You can of course also use any 3rd party app that offers some sort of file sharing/synchronization. But as you want to transfer sensitive information, make sure you use an app with end-to-end encryption, where you are the single owner of the encryption keys.
Via e-mail
You can easily send a configuration profile via e-mail. As soon as you click on the attachment, it will be loaded and you can install it from the Settings app.

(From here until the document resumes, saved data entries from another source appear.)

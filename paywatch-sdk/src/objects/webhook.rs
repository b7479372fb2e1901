//! Payload posted to a merchant's notify URL.

use crate::objects::{ChainType, OrderStatus};
use crate::signature::Signature;
use rust_decimal::Decimal;
use serde::{Deserialize, Serialize};

/// Sent when an order is paid or expires. The merchant acknowledges by
/// answering with a body of `ok` or `success`.
#[derive(Debug, Clone, PartialEq, Eq, Serialize, Deserialize)]
pub struct OrderNotifyPayload {
    pub trade_id: String,
    pub order_id: String,
    pub amount: Decimal,
    pub actual_amount: Decimal,
    pub receiving_address: String,
    pub chain_type: ChainType,
    #[serde(default, skip_serializing_if = "Option::is_none")]
    pub block_transaction_id: Option<String>,
    pub status: OrderStatus,
}

impl Signature for OrderNotifyPayload {}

But as you want to transfer it securely, a simple e-mail won't do it. Again, you need end-to-end encryption because the file will travel through the internet. You can achieve that by setting up S/MIME for your e-mail, for example. But I am not sure, if you can do it already as a consumer with the Apple mail app. You might need a 3rd party app for that.
Via webpage
It sounds like an overkill, but that can be done easily and securely with free open source tools and just your laptop. Steps you need:
- Interconnect your laptop and iPhone via WiFi (ad hoc network, no router needed, just the two devices)
- Setup a temporary HTTPS web server with Python to serve the configuration profile
- ???
- Profit: Access the configuration profile securely through Safari on your iPhone
This is how you can do it with a Windows laptop:
-
Create a wireless ad hoc network. Use
ipconfig
afterwards to determine the IP address of your laptop for this network. -
Connect your iPhone to this network, as you would with any other WiFi.
-
Create a self signed certificate that you will need for your web server. You can use
OpenSSL
for example. You already got that, if you have Git for Windows installed. You find it at<GIT_INSTALL_PATH>\bin
or<GIT_INSTALL_PATH>\mingw64\bin
. To create that certificate, just execute:.\openssl.exe req -new -newkey rsa:4096 -x509 -keyout localhost.pem -out localhost.pem -nodes
-
Create the following folder structure to serve your configuration profile from:
/ └── www/ ├── html/ │ └── MyConfigProfile.mobileconfig └── localhost.pem
-
Use
html
as your working directory and use Python 3 to start a HTTPS web server from there. Replace<IP>
by the IP address you retrieved in step 1. You can also adjust the port address (2021), if you want:import http.server, ssl server_address = ('<IP>', 2021) httpd = http.server.HTTPServer(server_address, http.server.SimpleHTTPRequestHandler) httpd.socket = ssl.wrap_socket(httpd.socket, server_side=True, certfile='../localhost.pem', ssl_version=ssl.PROTOCOL_TLS) httpd.serve_forever()
-
On your iPhone, open Safari and access
https://<IP>:2021/MyConfigProfile.mobileconfig
(replace<IP>
by the IP address you retrieved in step 1). As you are using a self signed certificate, Safari cannot verify it and will complain. This is normally a security concern, but as you are the owner of both sides it is totally fine. To be 100% sure you can just compare the certificate shown on your iPhone with the one you generated on your laptop. You can then proceed to install the configuration profile.